White knew of the HOPE program before joining, but wasn’t sure he would ever get the chance to participate in one close to home.
“I heard about the program a while ago from a buddy, but the only offer they had was in Tampa. It didn’t seem feasible to drive all the way to Tampa and back every time,” he said. “I had worked with Charlie’s wife and she contacted me when he started this. So they called me. I didn’t even know it was coming. So I was like, ‘Absolutely. I was looking to join anyway.’ I didn’t know we had one.”
If Meade has his way, the program will continue in Citrus County for years to come and expand with more than one set of lessons a year. That way, any veteran who wants to take part will get the opportunity.
White said he would love to do it again and said the bonds made the past month will last.
“It’s a really tight group. There’s quite an age difference, but we’ve become pretty close,” he said. “We started out I think a little shy in the beginning but the joy of it seems to gain every week.”
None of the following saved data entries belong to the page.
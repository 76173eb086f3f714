pub mod alerts;
pub mod attempt_builder;
pub mod broadcaster;
pub mod config;
pub mod confirmer;
pub mod error;
pub mod error_classifier;
pub mod finalizer;
pub mod head;
pub mod lifecycle;
pub mod nonce;
pub mod resender;
pub mod store;
pub mod stuck_detector;
pub mod types;

pub use head::Head;
pub use lifecycle::{ShutdownHandle, Txm, TxRequest, WorkerHandle};
pub use types::{Tx, TxAttempt, TxId, TxState};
Henderson, who said the Female Veterans Network of Citrus County is looking for a permanent building to house the group and can be contacted at firstname.lastname@example.org if you want to help, agreed that strong bonds have been created in just a few short weeks on the course.
“It’s been great. I’ve had a wonderful time. The camaraderie, which is what we’re all about, was just so obvious and it’s so wonderful. It’s just a wonderful group and I love them all,” she said.